It’s been a long time since I’ve written to you. I miss doing that.
We shared so many big and little things in our frequent emails and phone calls. Our conversations shrank the distance and connected us every day. Now that you’re gone from this earthly plane, I miss those exchanges dearly. Our subjects covered pretty much everything, because you held a non-judgmental space for me, always.
You once told me that sharing the parts of my life that were hardest to disclose, my personal hurdles and heartaches, was a precious gift to you. When I finally got the courage to speak to you about my heaviest burdens and struggles, you welcomed that disclosure with a safe and accepting embrace. “It’s all part of life,” you assured me, and you were there for me through each step forward. I do my best to be this kind of nonjudgmental parent to my own children, and I tell them I learned that lesson from you.
When I was a child, you and I worked in the garden, mowed the lawn and washed the car, side-by-side. I helped you to build and repair things. As we worked, you sprinkled in plenty of silliness and wisdom, and I learned how fun and rewarding it can be to share the tasks that need doing.
As you became elderly and nearly blind, and then learned you had cancer, your example continued to teach me valuable lessons. You met the unanticipated and unsavory tasks, through each new challenge that unfolded, with courage, grace and good humor. When you felt sad or angry, you expressed those emotions too, sharing the full spectrum of your humanity. “It’s all part of life,” was a centering mantra.

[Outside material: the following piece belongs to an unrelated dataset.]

pub mod icon;
pub mod text;

pub use icon::Icon;
pub use text::ColoredText;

I have some new life burdens now, Daddy. I know that you know what I’m facing. Some days my challenges feel very heavy to bear and the unknowns are downright scary. As I coach myself to open my head to my heart, I feel you with me, helping me carry that load. Now it’s my turn to courageously share the bumpy road of my journey and to remember that doing so is a gift to my loved ones.
It was a privilege for me to be with you in the days, weeks and months before you died. Sharing your final moments on Earth was a gift I will forever treasure. You were courageous. Tender. Generous. Honest. Grateful. You inspired me to open my heart and embrace your final chapter as a precious and sacred time.
Wherever I may be on my life’s path, whatever obstacles I face, I would like to emulate your example of peace, acceptance and generous love. Thank you for being with me and showing me how. You blessed me then, and you bless me now.
Happy Father’s Day, Daddy. I love you.